Various techniques are available for infrainguinal endovascular recanalization. In principle, angioplasty is to be preferred in intraluminal procedures. In designated centres, an infrapopliteal leg salvaging rate of over 90% can be achieved after percutaneous angioplasty [55].

Although a significant advantage of medicine-coated stents compared to balloon angioplasty could be demonstrated in small, randomised controlled trials in terms of amputation-free survival after 5 years, the benefit of medicine-coated balloons cannot yet be conclusively evaluated [56] [57].

In a 2020 paper, the Katsanos et al. group published another meta-analysis of randomised controlled trials on the mortality risk and amputation rates with the use of paclitaxel-coated balloons in the treatment of infrapopliteal arteries. Amputation-free survival was significantly worse in the group with paclitaxel-coated balloons than after treatment with uncoated balloons.

The rate of target lesion revascularisation (TLR) was significantly reduced when paclitaxel-coated balloons were used.

The results show a dose dependence with significance at a dose of paclitaxel classified as high (3.0–3.5 μg/mm) and lack of significance at a dose<2.0 μg/mm). A non-target embolisation of paclitaxel is discussed as the cause [58].

A benefit assessment of DEB in PAD was performed in a 10/2020 report by the Medical Service of the Federal Health Insurance Funds [59]. In this assessment of the benefit and harm endpoints, the analysis for the infrapopliteal arteries showed no evidence of additional benefit of PTA with the use of a DEB compared to PTA alone with an uncoated balloon in the indication areas of de-novo stenoses and restenoses of the infrapopliteal arteries. This concerned, among others, the criteria of (major) amputations, mortality, and major adverse events. Also, with regard to quality of life at the time point 12 months after the procedure, there was neither an advantage nor a disadvantage of PTA with additional use of a DEB compared with PTA with a standard balloon alone. Data at longer time points is not available for any of these endpoints.

The detailed expert opinion is confirmed by an analysis of the different techniques for the treatment of infrapopliteal arteries, in which non-randomised studies were included because of the lack of randomised controlled trials to assess DES. No significant advantage of any method was found for the treatment of infrapopliteal arteries [60].
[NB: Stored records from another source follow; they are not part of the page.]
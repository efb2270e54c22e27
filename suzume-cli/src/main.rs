/*
 * Copyright (c) 2024 Libraz Team
 *
 * Licensed under the Apache License, Version 2.0 (the "License");
 * you may not use this file except in compliance with the License.
 * You may obtain a copy of the License at
 *
 *     http://www.apache.org/licenses/LICENSE-2.0
 *
 * Unless required by applicable law or agreed to in writing, software
 * distributed under the License is distributed on an "AS IS" BASIS,
 * WITHOUT WARRANTIES OR CONDITIONS OF ANY KIND, either express or implied.
 * See the License for the specific language governing permissions and
 * limitations under the License.
 */

mod dict_cmd;
mod output;
mod test_cmd;

use std::io::{self, BufRead, BufWriter, Write};
use std::path::PathBuf;

use structopt::StructOpt;

use suzume::error::SuzumeResult;
use suzume::prelude::*;

use crate::output::OutputFormat;

/// Japanese morphological analyzer and tag generator
#[derive(StructOpt, Debug)]
#[structopt(name = "suzume")]
enum Cli {
    /// Analyze text into morphemes or tags
    Analyze(AnalyzeArgs),
    /// Dictionary tooling
    Dict(dict_cmd::DictCommand),
    /// Check generated tags against expectations
    Test(TestArgs),
}

#[derive(StructOpt, Debug)]
struct AnalyzeArgs {
    /// Output format: morpheme, tags, json or tsv
    #[structopt(short = "f", long = "format", default_value = "morpheme")]
    format: OutputFormat,

    /// Analysis mode: normal, search or split
    #[structopt(short = "m", long = "mode", default_value = "normal")]
    mode: Mode,

    /// Additional user dictionaries (TSV/CSV source or compiled)
    #[structopt(short = "d", long = "dict", parse(from_os_str))]
    dictionaries: Vec<PathBuf>,

    /// Text to analyze; reads stdin line-per-line when absent
    text: Option<String>,
}

#[derive(StructOpt, Debug)]
struct TestArgs {
    /// Inline text case
    text: Option<String>,

    /// Expected tags for the inline case, comma-separated
    #[structopt(long = "expect")]
    expect: Option<String>,

    /// Expectation file with `text<TAB>tag1,tag2` lines
    #[structopt(short = "f", long = "file", parse(from_os_str))]
    file: Option<PathBuf>,
}

fn main() {
    let exit_code = match Cli::from_args() {
        Cli::Analyze(args) => run_or_report(analyze_main(args)),
        Cli::Dict(command) => run_or_report(dict_cmd::run(command)),
        Cli::Test(args) => match test_main(args) {
            Ok(true) => 0,
            Ok(false) => 1,
            Err(e) => {
                eprintln!("error: {}", e);
                1
            }
        },
    };
    std::process::exit(exit_code);
}

fn run_or_report(result: SuzumeResult<()>) -> i32 {
    match result {
        Ok(()) => 0,
        Err(e) => {
            eprintln!("error: {}", e);
            1
        }
    }
}

fn build_suzume(mode: Mode, dictionaries: &[PathBuf]) -> Suzume {
    let mut suzume = Suzume::with_options(SuzumeOptions {
        mode,
        ..SuzumeOptions::default()
    });
    for path in dictionaries {
        if let Err(e) = suzume.load_user_dictionary(path) {
            // analysis proceeds without the dictionary
            eprintln!("warning: failed to load {}: {}", path.display(), e);
        }
    }
    suzume
}

fn analyze_main(args: AnalyzeArgs) -> SuzumeResult<()> {
    let suzume = build_suzume(args.mode, &args.dictionaries);
    let stdout = io::stdout();
    let mut writer = BufWriter::new(stdout.lock());

    match args.text {
        Some(text) => {
            output::write_result(&mut writer, &suzume, &text, args.format)?;
        }
        None => {
            let stdin = io::stdin();
            for line in stdin.lock().lines() {
                let line = line?;
                output::write_result(&mut writer, &suzume, line.trim_end(), args.format)?;
                writer.flush()?;
            }
        }
    }
    writer.flush()?;
    Ok(())
}

fn test_main(args: TestArgs) -> SuzumeResult<bool> {
    let suzume = build_suzume(Mode::Normal, &[]);

    let cases = match (&args.file, &args.text) {
        (Some(path), _) => test_cmd::load_cases(path)?,
        (None, Some(text)) => {
            let expected = args
                .expect
                .as_deref()
                .map(test_cmd::parse_expectation)
                .unwrap_or_default();
            vec![test_cmd::TestCase {
                text: text.clone(),
                expected,
            }]
        }
        (None, None) => {
            return Err(suzume::error::SuzumeError::InvalidInput(
                "test requires TEXT or --file".to_string(),
            ));
        }
    };

    let report = test_cmd::run_cases(&suzume, &cases);
    Ok(report.all_passed())
}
A further option is the possibility of gradual revascularisation [61]. Retrograde recanalization is successful in more than 80% of cases of critical limb ischaemia without antegrade revascularisation [62]. However, these complex procedures increase the duration of the intervention and the radiation exposure for the patient and the examiner. The previously-prevailing opinion that the revascularisation results for diabetic foot are worse has been rendered obsolete. According to literature research, only the subgroup of people with diabetes mellitus requiring dialysis shows significantly poorer results both in the openness and the leg salvaging rate at each 50–70% after 1 year, with a tendency towards a higher mortality rate [22]. In general, for people with diabetes mellitus and impaired kidney function as well as still-functioning residual renal function, CO₂ should be used as a negative intravascular contrast agent for angiography and interventional therapy for nephroprotection whenever possible [64].

Acute limb ischaemia

Interventional endovascular approaches are local catheterisation, mechanical thrombectomy by aspiration or special thrombectomy catheterisation. Modern concepts show 6-month amputation rates of less than 10% with the best outcome at an occlusion duration of less than 14 days [45].

Care after vascular interventions

After peripheral vascular interventions, the administration of platelet aggregation inhibitors for secondary prophylaxis is absolutely necessary. Statins are also indicated for secondary prophylaxis (independent of the LDL cholesterol value). This not only improves clinical survival, but also significantly improves the bypass openness rate and walking ability.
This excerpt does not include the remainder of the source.